Over the last two months, I’ve written over 40 blog posts. A good start, but it’s time for a pivot.

The original idea was 40 chapters, one series of blog posts corresponding to each of the Open Yale Courses, drawing on journals and unpublished manuscripts from the past nine years.

But I’m going to press “pause” on the My Yale Years project, put away my journals, and focus on the best thing to come out of this writing experiment – the memoirs of a perpetual student.

I first thought about a memoir after publishing LEON: A LIFE, the stories of my father from his early years during the Great Depression, his wartime experiences during World War II, his 23-year career as a ship’s officer in the U.S. Merchant Marine, and how he met my mother. We published the book in May 2019, just eighteen months before he crossed the bar at 98 years of age.

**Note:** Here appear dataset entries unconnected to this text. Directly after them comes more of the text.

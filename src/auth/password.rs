use argon2::{
    Argon2,
    password_hash::{PasswordHash, PasswordHasher, PasswordVerifier, SaltString, rand_core::OsRng},
};
use serde::Serialize;
use utoipa::ToSchema;

pub fn hash_password(password: &str) -> Result<String, argon2::password_hash::Error> {
    let argon2 = Argon2::default();
    let salt = SaltString::generate(&mut OsRng);

    Ok(argon2.hash_password(password.as_bytes(), &salt)?.to_string())
}

pub fn verify_password(password: &str, hashed: &str) -> Result<(), argon2::password_hash::Error> {
    let argon2 = Argon2::default();
    let parsed = PasswordHash::new(hashed)?;

    argon2.verify_password(password.as_bytes(), &parsed)
}

const SYMBOLS: &str = "!@#$%^&*()_+-=[]{}|;:,.<>?";
const COMMON_PASSWORDS: [&str; 7] = [
    "clave", "password", "123456", "qwerty", "admin", "12345678", "87654321",
];

#[derive(Clone, Debug, PartialEq, Eq)]
pub struct PasswordPolicy {
    pub min_length: usize,
    pub require_upper: bool,
    pub require_lower: bool,
    pub require_digit: bool,
    pub require_symbol: bool,
}

impl Default for PasswordPolicy {
    fn default() -> Self {
        Self {
            min_length: 8,
            require_upper: true,
            require_lower: true,
            require_digit: true,
            require_symbol: true,
        }
    }
}

#[derive(Debug, Serialize, ToSchema)]
pub struct PasswordCheck {
    pub valid: bool,
    pub errors: Vec<String>,
    /// 0 to 100
    pub score: u8,
}

impl PasswordCheck {
    pub fn strength(&self) -> &'static str {
        match self.score {
            0..=39 => "very weak",
            40..=59 => "weak",
            60..=79 => "moderate",
            80..=89 => "strong",
            _ => "very strong",
        }
    }
}

pub fn validate_password(password: &str, policy: &PasswordPolicy) -> PasswordCheck {
    let mut errors = Vec::new();
    let mut score: u32 = 0;
    let length = password.chars().count();

    if length < policy.min_length {
        errors.push(format!(
            "Password must be at least {} characters long",
            policy.min_length
        ));
    } else {
        score += 20;
    }

    let mut class = |required: bool, present: bool, points: u32, message: &str| {
        if !required {
            return;
        }
        if present {
            score += points;
        } else {
            errors.push(message.to_string());
        }
    };

    class(
        policy.require_upper,
        password.chars().any(char::is_uppercase),
        15,
        "Password must contain an uppercase letter",
    );
    class(
        policy.require_lower,
        password.chars().any(char::is_lowercase),
        15,
        "Password must contain a lowercase letter",
    );
    class(
        policy.require_digit,
        password.chars().any(|c| c.is_ascii_digit()),
        15,
        "Password must contain a digit",
    );
    class(
        policy.require_symbol,
        password.chars().any(|c| SYMBOLS.contains(c)),
        20,
        "Password must contain a symbol",
    );

    let lowered = password.to_lowercase();
    if COMMON_PASSWORDS.contains(&lowered.as_str()) {
        errors.push("Password is too common".to_string());
    } else {
        score += 15;
    }

    if length >= 12 {
        score += 10;
    }

    PasswordCheck {
        valid: errors.is_empty(),
        errors,
        score: score.min(100) as u8,
    }
}
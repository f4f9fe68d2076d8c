use crate::utils::dni::normalize;
use anyhow::{Result, anyhow};
use autoscale_cuckoo_filter::CuckooFilter;
use futures::StreamExt;
use once_cell::sync::Lazy;
use sqlx::MySqlPool;
use std::sync::RwLock;

const FILTER_CAPACITY: usize = 100_000;
const FALSE_POSITIVE_RATE: f64 = 0.001;

static DNI_FILTER: Lazy<RwLock<CuckooFilter<String>>> =
    Lazy::new(|| RwLock::new(CuckooFilter::new(FILTER_CAPACITY, FALSE_POSITIVE_RATE)));

/// false means the DNI is certainly not registered; true needs a DB check.
pub fn might_exist(dni: &str) -> bool {
    let dni = normalize(dni);
    match DNI_FILTER.read() {
        Ok(filter) => filter.contains(&dni),
        // a poisoned filter can't answer negatives
        Err(_) => true,
    }
}

pub fn insert(dni: &str) {
    let dni = normalize(dni);
    if let Ok(mut filter) = DNI_FILTER.write() {
        filter.add(&dni);
    }
}

/// Called when an admin changes a user's DNI.
pub fn remove(dni: &str) {
    let dni = normalize(dni);
    if let Ok(mut filter) = DNI_FILTER.write() {
        filter.remove(&dni);
    }
}

pub async fn warmup_dni_filter(pool: &MySqlPool, batch_size: usize) -> Result<()> {
    let mut stream = sqlx::query_as::<_, (String,)>("SELECT dni FROM users").fetch(pool);

    let mut batch = Vec::with_capacity(batch_size);
    let mut total = 0usize;

    while let Some(row) = stream.next().await {
        let (dni,) = row.map_err(|e| anyhow!("DB row fetch failed: {}", e))?;

        batch.push(normalize(&dni));
        total += 1;

        if batch.len() == batch_size {
            insert_batch(&batch);
            batch.clear();
        }
    }

    if !batch.is_empty() {
        insert_batch(&batch);
    }

    log::info!("DNI filter warmup complete: {} users", total);
    Ok(())
}

fn insert_batch(dnis: &[String]) {
    if let Ok(mut filter) = DNI_FILTER.write() {
        for dni in dnis {
            filter.add(dni);
        }
    }
}

#[cfg(test)]
mod tests {
    use super::*;

    #[test]
    fn inserted_dni_might_exist_regardless_of_case() {
        insert("87654321x");
        assert!(might_exist("87654321X"));
        remove("87654321X");
        assert!(!might_exist("87654321X"));
    }

    #[test]
    fn batch_insert() {
        insert_batch(&["11111111H".to_string(), "22222222J".to_string()]);
        assert!(might_exist("11111111h"));
        assert!(might_exist("22222222J"));
    }
}
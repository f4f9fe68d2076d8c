const CONTROL_LETTERS: &[u8; 23] = b"TRWAGMYFPDXBNJZSQVHLCKE";

/// Upper-cased, trimmed DNI as stored in `users.dni`.
pub fn normalize(dni: &str) -> String {
    dni.trim().to_ascii_uppercase()
}

/// Spanish DNI: eight digits and the control letter for `number % 23`.
pub fn is_valid(dni: &str) -> bool {
    let dni = normalize(dni);
    let bytes = dni.as_bytes();
    if bytes.len() != 9 || !bytes[..8].iter().all(u8::is_ascii_digit) {
        return false;
    }

    let number: usize = match dni[..8].parse() {
        Ok(n) => n,
        Err(_) => return false,
    };
    CONTROL_LETTERS[number % 23] == bytes[8]
}

#[cfg(test)]
mod tests {
    use super::*;

    #[test]
    fn valid_numbers() {
        assert!(is_valid("12345678Z"));
        assert!(is_valid("00000000T"));
        assert!(is_valid("99999999R"));
        assert!(is_valid(" 12345678z "));
    }

    #[test]
    fn wrong_letter_or_shape() {
        assert!(!is_valid("12345678A"));
        assert!(!is_valid("1234567Z"));
        assert!(!is_valid("1234567AZ"));
        assert!(!is_valid("123456789"));
        assert!(!is_valid(""));
        assert!(!is_valid("１２３４５６７８Z"));
    }

    #[test]
    fn normalize_uppercases() {
        assert_eq!(normalize(" 12345678z"), "12345678Z");
    }
}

Leon H Schneider (1922-2020)

My father spent much of his childhood working for nickels and playing craps at the Brooklyn railyards. He dropped out of school, hitchhiked around the country, and rode the rails. He got a job in the boiler room of an oil tanker that left Pearl Harbor just six days before the attack, and then on a troop ship to Australia. In the Caribbean, he survived being torpedoed twice by U-Boats. He wrote a story about it for LIFE magazine, got into Kings Point Merchant Marine Academy, and became an officer. He worked with the War Shipping Administration in London during the Blitz, and experienced Germany, Italy, and Japan after the war. It’s a story of romance and excitement, from Argentina to Yugoslavia.

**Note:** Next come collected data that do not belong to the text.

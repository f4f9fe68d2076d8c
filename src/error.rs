use actix_web::{HttpResponse, ResponseError, http::StatusCode};
use derive_more::Display;
use serde_json::json;

/// Error type shared by stores and handlers.
///
/// Variants other than `Database` and `Internal` carry a message meant for the
/// person using the dashboard, which is what `user_message` exposes.
#[derive(Debug, Display)]
pub enum AppError {
    #[display(fmt = "{}", _0)]
    Validation(String),
    #[display(fmt = "{}", _0)]
    Unauthorized(&'static str),
    #[display(fmt = "{}", _0)]
    Forbidden(&'static str),
    #[display(fmt = "{}", _0)]
    NotFound(String),
    #[display(fmt = "{}", _0)]
    Conflict(String),
    #[display(fmt = "database error: {}", _0)]
    Database(sqlx::Error),
    #[display(fmt = "internal error: {}", _0)]
    Internal(String),
}

pub type AppResult<T> = Result<T, AppError>;

impl AppError {
    pub fn validation(msg: impl Into<String>) -> Self {
        AppError::Validation(msg.into())
    }

    pub fn not_found(msg: impl Into<String>) -> Self {
        AppError::NotFound(msg.into())
    }

    pub fn user_message(&self) -> Option<String> {
        match self {
            AppError::Database(_) | AppError::Internal(_) => None,
            other => Some(other.to_string()),
        }
    }
}

impl std::error::Error for AppError {}

impl From<sqlx::Error> for AppError {
    fn from(e: sqlx::Error) -> Self {
        match &e {
            sqlx::Error::RowNotFound => AppError::NotFound("Record not found".into()),
            sqlx::Error::Database(db_err) if db_err.is_unique_violation() => {
                AppError::Conflict("The record already exists".into())
            }
            sqlx::Error::Database(db_err) if db_err.is_foreign_key_violation() => {
                AppError::Conflict("The record references data that does not exist".into())
            }
            sqlx::Error::Database(db_err) if db_err.is_check_violation() => {
                AppError::Conflict("The record does not satisfy a data rule".into())
            }
            _ => AppError::Database(e),
        }
    }
}

impl From<argon2::password_hash::Error> for AppError {
    fn from(e: argon2::password_hash::Error) -> Self {
        AppError::Internal(format!("password hashing failed: {e}"))
    }
}

impl From<jsonwebtoken::errors::Error> for AppError {
    fn from(e: jsonwebtoken::errors::Error) -> Self {
        AppError::Internal(format!("token encoding failed: {e}"))
    }
}

impl ResponseError for AppError {
    fn status_code(&self) -> StatusCode {
        match self {
            AppError::Validation(_) => StatusCode::BAD_REQUEST,
            AppError::Unauthorized(_) => StatusCode::UNAUTHORIZED,
            AppError::Forbidden(_) => StatusCode::FORBIDDEN,
            AppError::NotFound(_) => StatusCode::NOT_FOUND,
            AppError::Conflict(_) => StatusCode::CONFLICT,
            AppError::Database(_) | AppError::Internal(_) => StatusCode::INTERNAL_SERVER_ERROR,
        }
    }

    fn error_response(&self) -> HttpResponse {
        let message = match self.user_message() {
            Some(msg) => msg,
            None => {
                tracing::error!(error = %self, "Request failed");
                "Internal Server Error".to_string()
            }
        };
        HttpResponse::build(self.status_code()).json(json!({ "message": message }))
    }
}

#[cfg(test)]
mod tests {
    use super::*;
    use actix_web::body::to_bytes;

    #[test]
    fn internal_errors_hide_their_message() {
        let err = AppError::Internal("pool exhausted".into());
        assert_eq!(err.user_message(), None);
        assert_eq!(err.status_code(), StatusCode::INTERNAL_SERVER_ERROR);

        let err = AppError::from(sqlx::Error::PoolTimedOut);
        assert!(matches!(err, AppError::Database(_)));
        assert_eq!(err.user_message(), None);
    }

    #[test]
    fn user_facing_errors_keep_their_message() {
        let err = AppError::validation("The entry overlaps another one");
        assert_eq!(
            err.user_message().as_deref(),
            Some("The entry overlaps another one")
        );
        assert_eq!(err.status_code(), StatusCode::BAD_REQUEST);
        assert_eq!(AppError::Forbidden("x").status_code(), StatusCode::FORBIDDEN);
    }

    #[test]
    fn row_not_found_maps_to_404() {
        let err = AppError::from(sqlx::Error::RowNotFound);
        assert_eq!(err.status_code(), StatusCode::NOT_FOUND);
    }

    #[actix_web::test]
    async fn response_body_is_a_json_message() {
        let resp = AppError::Conflict("The record already exists".into()).error_response();
        assert_eq!(resp.status(), StatusCode::CONFLICT);
        let body = to_bytes(resp.into_body()).await.unwrap();
        let value: serde_json::Value = serde_json::from_slice(&body).unwrap();
        assert_eq!(value["message"], "The record already exists");
    }
}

“Caribbean Sinkings,” by Leon Schneider
LIFE magazine, August 24, 1942

That’s a hard act to follow.

I grew up in suburban New Jersey. After college, I was a database programmer. I went back to school for an MBA and stayed in school to learn a language. My next job was as an editor with a banking trade magazine. I moved to the Boston office and attended night school at Harvard. Then, I moved out West and started my own business. I met my wonderful wife in Seattle, and we’ll be married for ten years this July. Happily ever after. The end.

How does that merit a memoir?

Where’s the daily struggle for existence? Where’s the adventure? Where’s the war? Where’s the drama on the high seas?

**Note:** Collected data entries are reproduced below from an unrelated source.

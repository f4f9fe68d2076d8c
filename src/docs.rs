use crate::api::audit::{AuditListResponse, AuditQuery};
use crate::api::clock::{CheckOut, RegisterEntry};
use crate::api::incident::{IncidentAction, IncidentFilter, ProcessIncidents, ResubmitIncident};
use crate::api::schedule::{AssignSchedules, CreateSchedule};
use crate::api::user::PasswordProbe;
use crate::auth::password::PasswordCheck;
use crate::model::audit::AuditEntry;
use crate::model::clock_entry::DaySummary;
use crate::model::incident::NewIncident;
use crate::model::schedule::Schedule;
use crate::model::user::{ChangePassword, CreateUser, UpdateUser, User, UserDescriptor};
use crate::models::{LoginReqDto, LoginResponse};
use utoipa::openapi::security::{HttpAuthScheme, HttpBuilder, SecurityScheme};
use utoipa::{Modify, OpenApi, openapi};

#[derive(OpenApi)]
#[openapi(
    info(
        title = "Controla API",
        version = "1.0.0",
        description = r#"
## Time and attendance

Backend of the attendance dashboard: employees clock in and out, registrars
record entries for others, and changes to recorded entries go through
incidents that a manager resolves or rejects.

### Key features
- **Users**: DNI login, roles, password policy
- **Schedules**: weekday slots assigned to users from an effective date
- **Clock entries**: check-in, check-out, day lists and hour summaries
- **Incidents**: request, resubmit, resolve or reject entry changes
- **Audit**: append-only log of user and incident changes

### Security
Every `/api/v1` endpoint takes a **JWT Bearer** access token obtained from
`/auth/login`. Clock entries are never edited in place; corrections and
deletions keep the previous row.

### Response format
- JSON bodies; enums travel as numeric ids
- Lists that reference users carry an `items` array plus a `users` map
"#,
    ),
    paths(
        crate::auth::handlers::login,
        crate::auth::handlers::refresh_token,
        crate::auth::handlers::logout,

        crate::api::user::create_user,
        crate::api::user::update_user,
        crate::api::user::change_password,
        crate::api::user::check_password,
        crate::api::user::list_users,
        crate::api::user::get_user,
        crate::api::user::me,
        crate::api::user::users_with_role,

        crate::api::schedule::create_schedule,
        crate::api::schedule::list_schedules,
        crate::api::schedule::assign_schedules,
        crate::api::schedule::unassigned_today,
        crate::api::schedule::closest_schedule,

        crate::api::clock::register_entry,
        crate::api::clock::check_out,
        crate::api::clock::open_entry,
        crate::api::clock::entries_on,
        crate::api::clock::latest_entries,
        crate::api::clock::entries_between,
        crate::api::clock::entries_without_incident,
        crate::api::clock::summary,

        crate::api::incident::create_incident,
        crate::api::incident::resubmit_incident,
        crate::api::incident::process_incidents,
        crate::api::incident::search_incidents,

        crate::api::audit::list_audit
    ),
    components(
        schemas(
            LoginReqDto,
            LoginResponse,
            User,
            UserDescriptor,
            CreateUser,
            UpdateUser,
            ChangePassword,
            PasswordProbe,
            PasswordCheck,
            Schedule,
            CreateSchedule,
            AssignSchedules,
            RegisterEntry,
            CheckOut,
            DaySummary,
            NewIncident,
            ResubmitIncident,
            IncidentAction,
            IncidentFilter,
            ProcessIncidents,
            AuditEntry,
            AuditQuery,
            AuditListResponse
        )
    ),
    modifiers(&SecurityAddon),
    tags(
        (name = "Auth", description = "Login and token rotation"),
        (name = "Users", description = "User management APIs"),
        (name = "Schedules", description = "Schedule slot APIs"),
        (name = "Clock", description = "Clock entry APIs"),
        (name = "Incidents", description = "Incident workflow APIs"),
        (name = "Audit", description = "Audit log APIs"),
    )
)]
pub struct ApiDoc;

struct SecurityAddon;

impl Modify for SecurityAddon {
    fn modify(&self, openapi: &mut openapi::OpenApi) {
        let components = openapi.components.get_or_insert_with(Default::default);
        components.add_security_scheme(
            "bearer_auth",
            SecurityScheme::Http(
                HttpBuilder::new()
                    .scheme(HttpAuthScheme::Bearer)
                    .bearer_format("JWT")
                    .build(),
            ),
        );
    }
}

#[cfg(test)]
mod tests {
    use super::*;

    #[test]
    fn openapi_lists_core_paths_and_bearer_scheme() {
        let doc = ApiDoc::openapi();
        let json = serde_json::to_value(&doc).unwrap();
        let paths = json["paths"].as_object().unwrap();
        assert!(paths.contains_key("/auth/login"));
        assert!(paths.contains_key("/api/v1/incidents/process"));
        assert!(paths.contains_key("/api/v1/users/{id}/clock/summary"));
        assert!(json["components"]["securitySchemes"]["bearer_auth"].is_object());
    }
}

If that’s what you want, read LEON: A LIFE.

Old Convincer Publishing, 2019

Mine is a different kind of story, a peripatetic life of the mind.

Over the past 15 years, I’ve managed a writing and custom publishing business with clients including some of the largest names in financial technology and consulting, along with a handful of innovative technology startups. Mine has been a profitable, yet highly seasonal, business shaped by budget cycles and conference schedules. The work arrives in waves, and I make good use of the troughs.

Following are the highlights of what I’ve done over the past decade:

  • Learned to draw and paint. With no prior experience, I took about a dozen classes at Gage Academy of Art, mostly in drawing. During the pandemic year, I set up a painting and sculpture studio in the garage and joined a part-time still-life painting atelier taught over Zoom.
  • Studied languages. I can hold a basic conversation in Japanese, read books in Spanish, and make my way as a traveler in French and Italian. I brushed up on Czech learned during a Prague summer. I learned some Bosnian in preparation for a trip postponed by the pandemic. I’ve leyned Biblical Hebrew in front of the congregation. Someday, I’d like to read Kafka in German, curse in Yiddish, and take up the classics in Greek.
  • And more languages. With a subscription to O’Reilly, I’ve kept up with trends in software architecture and tried my hand at R, Java, Python, Neo4J, PowerShell, and JavaScript/TypeScript.
  • Played live music. I’ve performed klezmer ukulele, acoustic punk, and jazz guitar. I’ve also learned enough piano to have fun with a synth keyboard, synth software, virtual drums, and various effects routed through digital audio workstation Ableton Live.
  • Combed the library stacks. I’ve had my academic work on Cervantes published in an academic journal, and I was reviewer-at-large for a Seattle book review site.
  • Online lectures. I’ve watched and done the reading for dozens of online courses, including over 30 from Open Yale Courses (all but finance and the hard sciences) and many others from Coursera, EdX, and MIT OpenCourseWare.

It’s been a fruitful decade, with infinite thanks to my kind, patient, loving, and supportive spouse.

Through memoir, here’s what I hope to accomplish:

  1. To share my current passions with the people I’ve known in the past.
  2. To share my past experiences with the people I know now.
  3. To find partners for creative projects and business ventures.
  4. To explain my résumé to anyone thinking about hiring me.
  5. To share my personal history as an exemplary model for younger generations. Or a cautionary tale. It’s way too early to say.
  6. To figure out what I’ve learned, and I won’t know until I write it all down.

This is going to be an adventure. I’m glad you’re here.